Il problema è che questa discussione, che da anni si svolge in contesti precisi e delimitati di specialisti o di attivisti, oggi con i social è dilagata provocando insicurezze. È del tutto comprensibile che persone che non si sono mai occupate della questione, che non ne conoscono l’origine, la motivazione, l’evoluzione si sentano improvvisamente private delle proprie certezze: insomma, me lo hanno insegnato alle elementari che il maschile vale per tutti! Queste insicurezze diffuse vanno assolutamente tenute in considerazione, come anche – e questa è una delle mie più grosse remore all’uso dello schwa – le oggettive difficoltà di lettura che l’introduzione repentina di un nuovo simbolo comporterebbe per una consistente fetta di popolazione, penso non solo agli anziani ma soprattutto ai dislessici. Paradossalmente un’operazione mirante all’inclusività rischia di essere discriminante. Per questo io, per esempio, non uso lo schwa nei miei libri divulgativi ma soltanto in precisi contesti e per questo non suggerirei di introdurre oggi lo schwa o qualunque altro simbolo “eccentrico” nei documenti ufficiali eccetera. Siamo ancora nel terreno della sperimentazione, non esistono ancora regole condivise per esempio sulle concordanze, sull’uso dell’articolo e si rischia che escano fuori dei mostri. Finché la situazione sarà così incerta e magmatica è bene che rimanga in contesti sperimentali. La casa editrice Effequ per esempio lo ha introdotto nei saggi, che sono sempre molto militanti, ma non nei libri di narrativa: la trovo una strada interessante.

E se fosse un’insegnante segnerebbe come un errore l’uso dello schwa in un tema?
No, semmai cercherei di capire perché è stato usato.

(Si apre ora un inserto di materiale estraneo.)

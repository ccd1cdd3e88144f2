//! Log-uniform (reciprocal) distribution.
//!
//! `ln X` is uniform on `[ln a, ln b]` for `0 < a < b`. statrs does not ship
//! this family, so the closed forms live here.

use rand::distr::{Distribution as _, Uniform};
use rand::Rng;
use rvkit_core::{Error, Result};
use statrs::distribution::{Continuous, ContinuousCDF};
use statrs::statistics::{Distribution, Max, Min};

/// Log-uniform distribution over `[a, b]`, `0 < a < b`.
#[derive(Debug, Clone, Copy, PartialEq)]
pub struct LogUniform {
    a: f64,
    b: f64,
    // ln(b / a), the normalizing constant of the density.
    ln_ratio: f64,
}

impl LogUniform {
    /// Create a log-uniform distribution over `[a, b]`.
    ///
    /// # Errors
    ///
    /// Returns [`Error::Domain`] unless `0 < a < b` and both bounds are
    /// finite.
    pub fn new(a: f64, b: f64) -> Result<Self> {
        if !a.is_finite() || !b.is_finite() || a <= 0.0 || a >= b {
            return Err(Error::Domain(format!(
                "log-uniform requires 0 < a < b, got a={a}, b={b}"
            )));
        }
        Ok(Self { a, b, ln_ratio: (b / a).ln() })
    }

    /// Lower bound.
    pub fn a(&self) -> f64 {
        self.a
    }

    /// Upper bound.
    pub fn b(&self) -> f64 {
        self.b
    }

    /// Support: `[a, b]`.
    pub fn support(&self) -> (f64, f64) {
        (self.a, self.b)
    }

    /// Density: `1 / (x ln(b/a))` on `[a, b]`, zero outside.
    pub fn pdf(&self, x: f64) -> f64 {
        if (self.a..=self.b).contains(&x) {
            1.0 / (x * self.ln_ratio)
        } else {
            0.0
        }
    }

    /// Cumulative probability: `ln(x/a) / ln(b/a)` on `[a, b]`.
    pub fn cdf(&self, x: f64) -> f64 {
        if x <= self.a {
            0.0
        } else if x >= self.b {
            1.0
        } else {
            (x / self.a).ln() / self.ln_ratio
        }
    }

    /// Inverse cumulative probability: `a * (b/a)^p`; NaN outside `[0, 1]`.
    pub fn ppf(&self, p: f64) -> f64 {
        if !(0.0..=1.0).contains(&p) {
            return f64::NAN;
        }
        self.a * (self.b / self.a).powf(p)
    }

    /// Draw `size` samples by exponentiating uniform draws on
    /// `[ln a, ln b]`.
    pub fn rvs<R: Rng + ?Sized>(&self, rng: &mut R, size: usize) -> Vec<f64> {
        let log_flat = Uniform::new_inclusive(self.a.ln(), self.b.ln())
            .expect("log bounds are ordered by construction");
        let mut out = Vec::with_capacity(size);
        for _ in 0..size {
            out.push(log_flat.sample(rng).exp());
        }
        out
    }

    /// Mean: `(b - a) / ln(b/a)`.
    pub fn mean(&self) -> f64 {
        (self.b - self.a) / self.ln_ratio
    }

    /// Variance: `(b^2 - a^2) / (2 ln(b/a)) - mean^2`.
    pub fn var(&self) -> f64 {
        let mean = self.mean();
        (self.b * self.b - self.a * self.a) / (2.0 * self.ln_ratio) - mean * mean
    }
}

impl Min<f64> for LogUniform {
    fn min(&self) -> f64 {
        self.a
    }
}

impl Max<f64> for LogUniform {
    fn max(&self) -> f64 {
        self.b
    }
}

impl Continuous<f64, f64> for LogUniform {
    fn pdf(&self, x: f64) -> f64 {
        LogUniform::pdf(self, x)
    }

    fn ln_pdf(&self, x: f64) -> f64 {
        LogUniform::pdf(self, x).ln()
    }
}

impl ContinuousCDF<f64, f64> for LogUniform {
    fn cdf(&self, x: f64) -> f64 {
        LogUniform::cdf(self, x)
    }

    fn sf(&self, x: f64) -> f64 {
        1.0 - LogUniform::cdf(self, x)
    }

    fn inverse_cdf(&self, p: f64) -> f64 {
        LogUniform::ppf(self, p)
    }
}

impl Distribution<f64> for LogUniform {
    fn mean(&self) -> Option<f64> {
        Some(LogUniform::mean(self))
    }

    fn variance(&self) -> Option<f64> {
        Some(LogUniform::var(self))
    }
}

#[cfg(test)]
mod tests {
    use super::*;
    use approx::assert_relative_eq;
    use rand::rngs::StdRng;
    use rand::SeedableRng;

    #[test]
    fn test_rejects_invalid_bounds() {
        assert!(LogUniform::new(0.0, 1.0).is_err());
        assert!(LogUniform::new(-1.0, 1.0).is_err());
        assert!(LogUniform::new(2.0, 1.0).is_err());
        assert!(LogUniform::new(1.0, 1.0).is_err());
        assert!(LogUniform::new(1.0, f64::INFINITY).is_err());
    }

    #[test]
    fn test_cdf_anchors_and_midpoint() {
        let d = LogUniform::new(1.0, 100.0).unwrap();
        assert_eq!(d.cdf(1.0), 0.0);
        assert_eq!(d.cdf(100.0), 1.0);
        // The geometric midpoint is the median.
        assert_relative_eq!(d.cdf(10.0), 0.5, epsilon = 1e-12);
    }

    #[test]
    fn test_ppf_roundtrip() {
        let d = LogUniform::new(0.5, 8.0).unwrap();
        for i in 1..100 {
            let p = (i as f64) / 100.0;
            assert_relative_eq!(d.cdf(d.ppf(p)), p, epsilon = 1e-12);
        }
        assert_relative_eq!(d.ppf(0.0), 0.5, epsilon = 1e-12);
        assert_relative_eq!(d.ppf(1.0), 8.0, epsilon = 1e-12);
        assert!(d.ppf(-0.5).is_nan());
    }

    #[test]
    fn test_pdf_normalizes_over_grid() {
        // Trapezoid rule over the support should be close to 1.
        let d = LogUniform::new(1.0, 10.0).unwrap();
        let n = 100_000;
        let h = (10.0 - 1.0) / (n as f64);
        let mut total = 0.0;
        for i in 0..n {
            let x0 = 1.0 + h * (i as f64);
            total += 0.5 * (d.pdf(x0) + d.pdf(x0 + h)) * h;
        }
        assert_relative_eq!(total, 1.0, epsilon = 1e-6);
    }

    #[test]
    fn test_moments_against_sampling() {
        let d = LogUniform::new(1.0, 10.0).unwrap();
        let mut rng = StdRng::seed_from_u64(3);
        let samples = d.rvs(&mut rng, 200_000);
        let n = samples.len() as f64;
        let mean = samples.iter().sum::<f64>() / n;
        let var = samples.iter().map(|x| (x - mean).powi(2)).sum::<f64>() / n;
        assert_relative_eq!(d.mean(), mean, max_relative = 0.02);
        assert_relative_eq!(d.var(), var, max_relative = 0.05);
    }

    #[test]
    fn test_samples_in_support() {
        let d = LogUniform::new(2.0, 3.0).unwrap();
        let mut rng = StdRng::seed_from_u64(9);
        assert!(d.rvs(&mut rng, 1000).iter().all(|&x| (2.0..=3.0).contains(&x)));
    }
}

Se dei ragazzi usano lo schwa è evidente che si tratta una scelta in qualche maniera politica non di ignoranza. Allo stesso tempo però segnalerei loro che al di fuori della scuola, che essendo un contesto “protetto” si presta anche a essere un laboratorio linguistico, potrebbero incorrere in stigmatizzazioni e problemi di comunicazione. Insomma trasformerei la cosa in un’occasione per riflettere sull’uso della lingua e sui contesti nei quali la lingua opera, che non possono essere ignorati.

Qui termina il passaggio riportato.